§ WORK TO BE COMPLETED
Locate each line below that includes "String" and reproduce it.

§ EXTRACTED MATERIAL
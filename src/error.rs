//! Error type shared by the transport seam and the tracker.

use thiserror::Error;

/// Failure of a single transport call.
///
/// Never fatal: the tracker logs it and leaves state unchanged, except where
/// a failed enumeration means the peripheral is treated as gone.
#[derive(Debug, Clone, PartialEq, Eq, Error)]
pub enum TransportError {
    #[error("Bluetooth adapter error: {0}")]
    Adapter(String),

    #[error("Bluetooth adapter unavailable: {0}")]
    Unavailable(&'static str),

    #[error("Device not found: {0}")]
    DeviceNotFound(String),

    #[error("Service not found: {0}")]
    ServiceNotFound(String),

    #[error("Characteristic not found: {0}")]
    CharacteristicNotFound(String),

    /// Notifications were already enabled. Callers treat this as success.
    #[error("Already notifying")]
    AlreadyNotifying,

    #[error("Invalid instance identifier: {0}")]
    InvalidIdentifier(String),

    #[error("{0} timed out after {1} ms")]
    Timeout(&'static str, u64),
}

§ RESULT OF THIS TASK
    Adapter(String),
    DeviceNotFound(String),
    ServiceNotFound(String),
    CharacteristicNotFound(String),
    InvalidIdentifier(String),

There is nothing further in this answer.